→ **Records provided**
= Beginning of Section =
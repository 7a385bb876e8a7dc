//! Classifier seam and the default decision-tree implementation.

use linfa::traits::Fit;
use linfa::DatasetBase;
use linfa_trees::DecisionTree;
use ndarray::{Array1, Array2};
use serde::{Deserialize, Serialize};

use crate::error::{Error, Result};
use crate::types::{LandmarkVector, Sample};

/// A trained model mapping one feature vector to a class label.
pub trait Classifier: Send + Sync {
    fn predict(&self, features: &LandmarkVector) -> Result<String>;

    /// Class labels the model can emit.
    fn classes(&self) -> &[String];

    /// Length of the feature vectors the model was fitted on.
    fn feature_len(&self) -> usize;

    /// Serialized form written to the model artifact.
    fn to_bytes(&self) -> Result<Vec<u8>>;
}

/// Supervised learning capability: fit a [`Classifier`] and restore one
/// from its serialized form.
pub trait Trainer: Send + Sync {
    fn fit(&self, samples: &[Sample]) -> Result<Box<dyn Classifier>>;

    fn load(&self, bytes: &[u8]) -> Result<Box<dyn Classifier>>;
}

/// Decision-tree hyperparameters.
#[derive(Debug, Clone, Default, PartialEq)]
pub struct TreeParams {
    pub max_depth: Option<usize>,
}

#[derive(Debug, Clone, Default)]
pub struct DecisionTreeTrainer {
    params: TreeParams,
}

impl DecisionTreeTrainer {
    pub fn new(params: TreeParams) -> Self {
        Self { params }
    }
}

impl Trainer for DecisionTreeTrainer {
    fn fit(&self, samples: &[Sample]) -> Result<Box<dyn Classifier>> {
        let first = samples.first().ok_or(Error::EmptyDataset)?;
        let feature_len = first.features.len();

        let mut classes: Vec<String> = samples.iter().map(|s| s.label.clone()).collect();
        classes.sort();
        classes.dedup();

        let records = to_records(samples.iter().map(|s| &s.features), feature_len)?;
        let targets: Array1<usize> = samples
            .iter()
            .map(|s| classes.binary_search(&s.label).unwrap_or_default())
            .collect();

        let dataset = DatasetBase::new(records, targets);
        let tree = DecisionTree::<f64, usize>::params()
            .max_depth(self.params.max_depth)
            .fit(&dataset)
            .map_err(|e| Error::Fit(e.to_string()))?;

        Ok(Box::new(ExpressionTree {
            classes,
            feature_len,
            tree,
        }))
    }

    fn load(&self, bytes: &[u8]) -> Result<Box<dyn Classifier>> {
        let model: ExpressionTree = bincode::deserialize(bytes)?;
        Ok(Box::new(model))
    }
}

/// Decision tree over class indices plus the label table to decode them.
#[derive(Debug, Serialize, Deserialize)]
pub struct ExpressionTree {
    classes: Vec<String>,
    feature_len: usize,
    tree: DecisionTree<f64, usize>,
}

impl Classifier for ExpressionTree {
    fn predict(&self, features: &LandmarkVector) -> Result<String> {
        use linfa::traits::Predict;

        let records = to_records(std::iter::once(features), self.feature_len)?;
        let predicted: Array1<usize> = self.tree.predict(&records);
        predicted
            .get(0)
            .and_then(|&idx| self.classes.get(idx))
            .cloned()
            .ok_or_else(|| Error::Fit("tree produced an unknown class index".into()))
    }

    fn classes(&self) -> &[String] {
        &self.classes
    }

    fn feature_len(&self) -> usize {
        self.feature_len
    }

    fn to_bytes(&self) -> Result<Vec<u8>> {
        Ok(bincode::serialize(self)?)
    }
}

fn to_records<'a>(
    rows: impl Iterator<Item = &'a LandmarkVector>,
    feature_len: usize,
) -> Result<Array2<f64>> {
    let mut flat = Vec::new();
    let mut n_rows = 0;
    for row in rows {
        if row.len() != feature_len {
            return Err(Error::ShapeMismatch {
                expected: feature_len,
                actual: row.len(),
            });
        }
        flat.extend(row.as_slice().iter().map(|&v| f64::from(v)));
        n_rows += 1;
    }
    Array2::from_shape_vec((n_rows, feature_len), flat)
        .map_err(|e| Error::Fit(format!("bad feature matrix: {e}")))
}

#[cfg(test)]
mod tests {
    use super::*;

    fn sample(label: &str, level: f32) -> Sample {
        Sample::new(label, LandmarkVector::new(vec![level, 1.0 - level, 0.5, level * 2.0]))
    }

    fn two_class_set() -> Vec<Sample> {
        let mut samples = Vec::new();
        for i in 0..10 {
            samples.push(sample("smile", 0.8 + i as f32 * 0.01));
            samples.push(sample("frown", 0.1 + i as f32 * 0.01));
        }
        samples
    }

    #[test]
    fn tree_separates_two_classes() {
        let model = DecisionTreeTrainer::default().fit(&two_class_set()).unwrap();
        assert_eq!(model.classes(), ["frown", "smile"]);
        assert_eq!(model.feature_len(), 4);
        assert_eq!(model.predict(&sample("?", 0.85).features).unwrap(), "smile");
        assert_eq!(model.predict(&sample("?", 0.12).features).unwrap(), "frown");
    }

    #[test]
    fn predict_checks_vector_length() {
        let model = DecisionTreeTrainer::default().fit(&two_class_set()).unwrap();
        let err = model.predict(&LandmarkVector::new(vec![0.1; 3])).unwrap_err();
        assert!(matches!(err, Error::ShapeMismatch { expected: 4, actual: 3 }));
    }

    #[test]
    fn model_bytes_restore_the_same_predictions() {
        let trainer = DecisionTreeTrainer::new(TreeParams { max_depth: Some(4) });
        let model = trainer.fit(&two_class_set()).unwrap();
        let restored = trainer.load(&model.to_bytes().unwrap()).unwrap();

        for level in [0.05, 0.3, 0.6, 0.95] {
            let query = sample("?", level).features;
            assert_eq!(model.predict(&query).unwrap(), restored.predict(&query).unwrap());
        }
    }

    #[test]
    fn garbage_bytes_fail_to_load() {
        assert!(DecisionTreeTrainer::default().load(b"not a model").is_err());
    }
}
= End of Section =
→ **Task to complete**
Exactly and without omission, set down every entry.

→ **Your solution**
repository 7a385bb876e8a7dc
//! Classifier seam and the default decision-tree implementation.

use linfa::traits::Fit;
use linfa::DatasetBase;
use linfa_trees::DecisionTree;
use ndarray::{Array1, Array2};
use serde::{Deserialize, Serialize};

use crate::error::{Error, Result};
use crate::types::{LandmarkVector, Sample};

/// A trained model mapping one feature vector to a class label.
pub trait Classifier: Send + Sync {
    fn predict(&self, features: &LandmarkVector) -> Result<String>;

    /// Class labels the model can emit.
    fn classes(&self) -> &[String];

    /// Length of the feature vectors the model was fitted on.
    fn feature_len(&self) -> usize;

    /// Serialized form written to the model artifact.
    fn to_bytes(&self) -> Result<Vec<u8>>;
}

/// Supervised learning capability: fit a [`Classifier`] and restore one
/// from its serialized form.
pub trait Trainer: Send + Sync {
    fn fit(&self, samples: &[Sample]) -> Result<Box<dyn Classifier>>;

    fn load(&self, bytes: &[u8]) -> Result<Box<dyn Classifier>>;
}

/// Decision-tree hyperparameters.
#[derive(Debug, Clone, Default, PartialEq)]
pub struct TreeParams {
    pub max_depth: Option<usize>,
}

#[derive(Debug, Clone, Default)]
pub struct DecisionTreeTrainer {
    params: TreeParams,
}

impl DecisionTreeTrainer {
    pub fn new(params: TreeParams) -> Self {
        Self { params }
    }
}

impl Trainer for DecisionTreeTrainer {
    fn fit(&self, samples: &[Sample]) -> Result<Box<dyn Classifier>> {
        let first = samples.first().ok_or(Error::EmptyDataset)?;
        let feature_len = first.features.len();

        let mut classes: Vec<String> = samples.iter().map(|s| s.label.clone()).collect();
        classes.sort();
        classes.dedup();

        let records = to_records(samples.iter().map(|s| &s.features), feature_len)?;
        let targets: Array1<usize> = samples
            .iter()
            .map(|s| classes.binary_search(&s.label).unwrap_or_default())
            .collect();

        let dataset = DatasetBase::new(records, targets);
        let tree = DecisionTree::<f64, usize>::params()
            .max_depth(self.params.max_depth)
            .fit(&dataset)
            .map_err(|e| Error::Fit(e.to_string()))?;

        Ok(Box::new(ExpressionTree {
            classes,
            feature_len,
            tree,
        }))
    }

    fn load(&self, bytes: &[u8]) -> Result<Box<dyn Classifier>> {
        let model: ExpressionTree = bincode::deserialize(bytes)?;
        Ok(Box::new(model))
    }
}

/// Decision tree over class indices plus the label table to decode them.
#[derive(Debug, Serialize, Deserialize)]
pub struct ExpressionTree {
    classes: Vec<String>,
    feature_len: usize,
    tree: DecisionTree<f64, usize>,
}

impl Classifier for ExpressionTree {
    fn predict(&self, features: &LandmarkVector) -> Result<String> {
        use linfa::traits::Predict;

        let records = to_records(std::iter::once(features), self.feature_len)?;
        let predicted: Array1<usize> = self.tree.predict(&records);
        predicted
            .get(0)
            .and_then(|&idx| self.classes.get(idx))
            .cloned()
            .ok_or_else(|| Error::Fit("tree produced an unknown class index".into()))
    }

    fn classes(&self) -> &[String] {
        &self.classes
    }

    fn feature_len(&self) -> usize {
        self.feature_len
    }

    fn to_bytes(&self) -> Result<Vec<u8>> {
        Ok(bincode::serialize(self)?)
    }
}

fn to_records<'a>(
    rows: impl Iterator<Item = &'a LandmarkVector>,
    feature_len: usize,
) -> Result<Array2<f64>> {
    let mut flat = Vec::new();
    let mut n_rows = 0;
    for row in rows {
        if row.len() != feature_len {
            return Err(Error::ShapeMismatch {
                expected: feature_len,
                actual: row.len(),
            });
        }
        flat.extend(row.as_slice().iter().map(|&v| f64::from(v)));
        n_rows += 1;
    }
    Array2::from_shape_vec((n_rows, feature_len), flat)
        .map_err(|e| Error::Fit(format!("bad feature matrix: {e}")))
}

#[cfg(test)]
mod tests {
    use super::*;

    fn sample(label: &str, level: f32) -> Sample {
        Sample::new(label, LandmarkVector::new(vec![level, 1.0 - level, 0.5, level * 2.0]))
    }

    fn two_class_set() -> Vec<Sample> {
        let mut samples = Vec::new();
        for i in 0..10 {
            samples.push(sample("smile", 0.8 + i as f32 * 0.01));
            samples.push(sample("frown", 0.1 + i as f32 * 0.01));
        }
        samples
    }

    #[test]
    fn tree_separates_two_classes() {
        let model = DecisionTreeTrainer::default().fit(&two_class_set()).unwrap();
        assert_eq!(model.classes(), ["frown", "smile"]);
        assert_eq!(model.feature_len(), 4);
        assert_eq!(model.predict(&sample("?", 0.85).features).unwrap(), "smile");
        assert_eq!(model.predict(&sample("?", 0.12).features).unwrap(), "frown");
    }

    #[test]
    fn predict_checks_vector_length() {
        let model = DecisionTreeTrainer::default().fit(&two_class_set()).unwrap();
        let err = model.predict(&LandmarkVector::new(vec![0.1; 3])).unwrap_err();
        assert!(matches!(err, Error::ShapeMismatch { expected: 4, actual: 3 }));
    }

    #[test]
    fn model_bytes_restore_the_same_predictions() {
        let trainer = DecisionTreeTrainer::new(TreeParams { max_depth: Some(4) });
        let model = trainer.fit(&two_class_set()).unwrap();
        let restored = trainer.load(&model.to_bytes().unwrap()).unwrap();

        for level in [0.05, 0.3, 0.6, 0.95] {
            let query = sample("?", level).features;
            assert_eq!(model.predict(&query).unwrap(), restored.predict(&query).unwrap());
        }
    }

    #[test]
    fn garbage_bytes_fail_to_load() {
        assert!(DecisionTreeTrainer::default().load(b"not a model").is_err());
    }
}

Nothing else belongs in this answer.